Enquanto responde às perguntas, Carol apresenta trejeitos que - num primeiro momento - sinalizam um leve grau de timidez. Ao ser indagada, responde de pronto “tímida não! Eu sou introvertida.  Porém, mesmo assim, eu nunca me furto de falar”.  A crescente popularidade, a postura firme e os discursos articulados não almejam ocultar que há em sua natureza características de introversão. A razão - ela mesmo reconhece que, talvez, esteja na identidade e no jeito de ser curitibana. Filha de Curitiba, cidade que somente agora, após denunciar seus estereótipos, defende que está ressignificando a relação e aprendendo a amar. Essa percepção vem logo após o resultado da eleição que lhe trouxe a necessidade de mudança de endereço: Carol foi eleita, novamente, agora como a primeira mulher negra deputada federal pelo Paraná e, mais do que isso, foi a segunda candidata mais votada do campo progressista em sua cidade; escolhida por 130.654 pessoas, de diferentes idades e espalhadas por 392 municípios do Estado. “Para mim, havia um vazio: o da representação”, completa. Agora, de malas prontas para representar em Brasília, foi surpreendida por uma saudade antecipada de um lugar que já consegue olhar como seu território. “Parte de Curitiba entendeu essa denúncia e acolheu o que eu estava falando. Como filha da cidade, na verdade, o que eu queria era ser inserida. A minha maior dor era a exclusão”, revela. Para Carol, nenhuma pessoa negra, rica ou pobre, pode ser blindada do racismo e é inevitável que diversas situações sejam determinadas por esse contexto. Então, já que essa história é coletiva, esses territórios precisam refletir essa coletividade.

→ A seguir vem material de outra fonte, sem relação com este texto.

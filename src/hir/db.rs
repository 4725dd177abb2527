//! Salsa database definition and queries.

use std::sync::Arc;

use crate::base::FileId;
use crate::syntax::{SourceUnit, SyntaxError};

// ============================================================================
// INPUTS
// ============================================================================

/// Input: The raw text content of a file.
///
/// Create a new input when a file is opened or changed.
#[salsa::input]
pub struct FileText {
    pub file: FileId,
    #[return_ref]
    pub text: String,
}

// ============================================================================
// DATABASE
// ============================================================================

/// The root Salsa database for HIR operations.
///
/// Parsing is memoized per [`FileText`]; everything downstream of the
/// declaration table lives in a [`Compilation`](super::Compilation).
#[salsa::db]
#[derive(Default, Clone)]
pub struct RootDatabase {
    storage: salsa::Storage<Self>,
}

#[salsa::db]
impl salsa::Database for RootDatabase {
    fn salsa_event(&self, _event: &dyn Fn() -> salsa::Event) {
        // Default no-op implementation
    }
}

impl RootDatabase {
    /// Create a new, empty database.
    pub fn new() -> Self {
        Self::default()
    }
}

// ============================================================================
// PARSE RESULT
// ============================================================================

/// Parse result with optional declaration tree and errors.
#[derive(Clone, Debug, PartialEq, Eq)]
pub struct ParseResult {
    /// The parsed unit, if parsing succeeded.
    pub unit: Option<Arc<SourceUnit>>,
    pub errors: Vec<SyntaxError>,
}

impl ParseResult {
    pub fn ok(unit: SourceUnit) -> Self {
        Self {
            unit: Some(Arc::new(unit)),
            errors: Vec::new(),
        }
    }

    pub fn err(error: SyntaxError) -> Self {
        Self {
            unit: None,
            errors: vec![error],
        }
    }

    pub fn is_ok(&self) -> bool {
        self.unit.is_some()
    }

    pub fn has_errors(&self) -> bool {
        !self.errors.is_empty()
    }
}

// ============================================================================
// TRACKED QUERIES
// ============================================================================

/// Parse a file into its declaration skeleton.
///
/// This is a tracked Salsa query - results are memoized per `FileText`.
#[salsa::tracked]
pub fn parse_file(db: &dyn salsa::Database, file_text: FileText) -> ParseResult {
    let text = file_text.text(db);
    match crate::parser::parse(text) {
        Ok(unit) => {
            tracing::trace!(
                "[PARSE] {:?}: {} top-level items",
                file_text.file(db),
                unit.items.len()
            );
            ParseResult::ok(unit)
        }
        Err(error) => {
            tracing::debug!("[PARSE] {:?}: {}", file_text.file(db), error);
            ParseResult::err(error)
        }
    }
}
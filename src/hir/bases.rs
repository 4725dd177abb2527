//! Base resolution: declared bases, cycle-checked bases and interface closures.
//!
//! ## Phases
//!
//! ```text
//! declared(T)        bind every base-list entry of every piece, classify,
//!     │              validate; may need declared(S) of other types
//!     ▼
//! base(T)            follow declared base definitions; reaching T is a cycle
//! interfaces(T)      follow declared interface closures; reaching T is a cycle
//!     │
//!     ▼
//! all_interfaces(T)  interfaces, their closures, then the base's closure
//! ```
//!
//! Binding cycles (a base clause whose binding needs T's own declared bases)
//! surface in the first phase through the resolution chain; inheritance
//! cycles surface in the second. A type reports at most one cycle
//! diagnostic for its base list in either phase.

use indexmap::IndexSet;
use rustc_hash::FxHashSet;

use super::compilation::Compilation;
use super::diagnostics::{Diagnostic, DiagnosticKind, Location};
use super::ids::TypeId;
use super::resolve::BindContext;
use super::slot::{Evaluated, ResolutionChain};
use super::symbols::{Origin, TypeSymbol};
use super::table::SymbolTable;
use super::types::{ErrorReason, NamedType, TypeRef};
use crate::syntax::TypeKind;

/// The bound base list of a type, classified but not cycle-checked.
#[derive(Clone, Debug, Default)]
pub(crate) struct DeclaredBases {
    pub base: Option<TypeRef>,
    pub interfaces: Vec<TypeRef>,
    /// Where the base class was written; `None` for implicit bases.
    pub base_location: Option<Location>,
    /// Parallel to `interfaces`.
    pub interface_locations: Vec<Option<Location>>,
    /// A cycle was already reported while binding.
    pub cycle_reported: bool,
}

/// Accumulates one type's declared bases across its pieces.
struct DeclaredBuilder<'a> {
    table: &'a SymbolTable,
    ty: TypeId,
    symbol: &'a TypeSymbol,
    base: Option<(TypeRef, Option<Location>)>,
    interfaces: IndexSet<TypeRef>,
    interface_locations: Vec<Option<Location>>,
    diagnostics: Vec<Diagnostic>,
    cycle_reported: bool,
}

impl<'a> DeclaredBuilder<'a> {
    fn new(table: &'a SymbolTable, ty: TypeId) -> Self {
        Self {
            table,
            ty,
            symbol: table.type_symbol(ty),
            base: None,
            interfaces: IndexSet::new(),
            interface_locations: Vec::new(),
            diagnostics: Vec::new(),
            cycle_reported: false,
        }
    }

    fn error(&mut self, kind: DiagnosticKind, location: Option<Location>) {
        self.diagnostics.push(Diagnostic::error(kind, location));
    }

    fn add_interface(&mut self, entry: TypeRef, location: Option<Location>) {
        let def = entry.def();
        if self.interfaces.insert(entry) {
            self.interface_locations.push(location);
        } else if let Some(interface) = def {
            self.error(
                DiagnosticKind::DuplicateInterface {
                    ty: self.ty,
                    interface,
                },
                location,
            );
        }
    }

    /// The base-class candidate of one piece. Later pieces must agree with the first.
    fn set_piece_base(&mut self, entry: TypeRef, location: Option<Location>) {
        let differs = match &self.base {
            None => {
                self.base = Some((entry, location));
                return;
            }
            Some((first, _)) => first.def().is_some() && entry.def().is_some() && *first != entry,
        };
        if differs {
            self.error(DiagnosticKind::PartialBaseClassMismatch { ty: self.ty }, location);
        }
    }

    /// Sort the `index`-th entry of a piece into base class or interface position.
    fn classify(&mut self, entry: TypeRef, index: usize, location: Option<Location>) {
        let entry = match entry {
            TypeRef::TypeParameter(param) => {
                self.error(
                    DiagnosticKind::TypeParameterBase { ty: self.ty, param },
                    location,
                );
                TypeRef::error(
                    self.table.type_param_name(param).clone(),
                    0,
                    ErrorReason::TypeParameterBase,
                )
            }
            other => other,
        };

        let is_class = self.symbol.kind == TypeKind::Class;
        let Some(def) = entry.def() else {
            if is_class && index == 0 {
                self.set_piece_base(entry, location);
            } else {
                self.add_interface(entry, location);
            }
            return;
        };

        if self.table.type_symbol(def).is_interface() {
            self.add_interface(entry, location);
        } else if !is_class {
            self.error(
                DiagnosticKind::NotAnInterface {
                    ty: self.ty,
                    found: def,
                },
                location,
            );
        } else if index == 0 {
            self.set_piece_base(entry, location);
        } else {
            self.error(
                DiagnosticKind::BaseClassMustBeFirst {
                    ty: self.ty,
                    base: def,
                },
                location,
            );
        }
    }
}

Reafirma que há em seus pares muita gana por viver, não só agora, desde que chegaram aqui acorrentados. A sua atuação vai em confronto com a ideia de democracia racial, narrativa que grupos conservadores buscam emplacar na cidade e, mais uma vez, sua reivindicação defende o direito à felicidade. “Somos super-representados na fome, na miséria. A gente não aguenta mais: temos sede de ser feliz”, afirma. Carol defende que a felicidade da população negra não foi filmada o suficiente e, por isso, opta em trabalhar a alegria, a estética negra, o acesso da população a bens e à cultura. Sorrir ao falar da satisfação que tem ao ver famílias negras em deslocamento social e alega que sua disputa por políticas públicas é para que esse sentimento contagie, de forma abrangente, esses núcleos.  Anseia pelo dia em que a presidência do país será conduzida por mulheres negras e à elas aproveita para direcionar um recado: “Vocês são bonitas. Vocês são potências! Ignorem tudo que tenta dizer ao contrário e vambora! Quem se libertou das correntes pode chegar em qualquer lugar: O futuro é nosso! ”.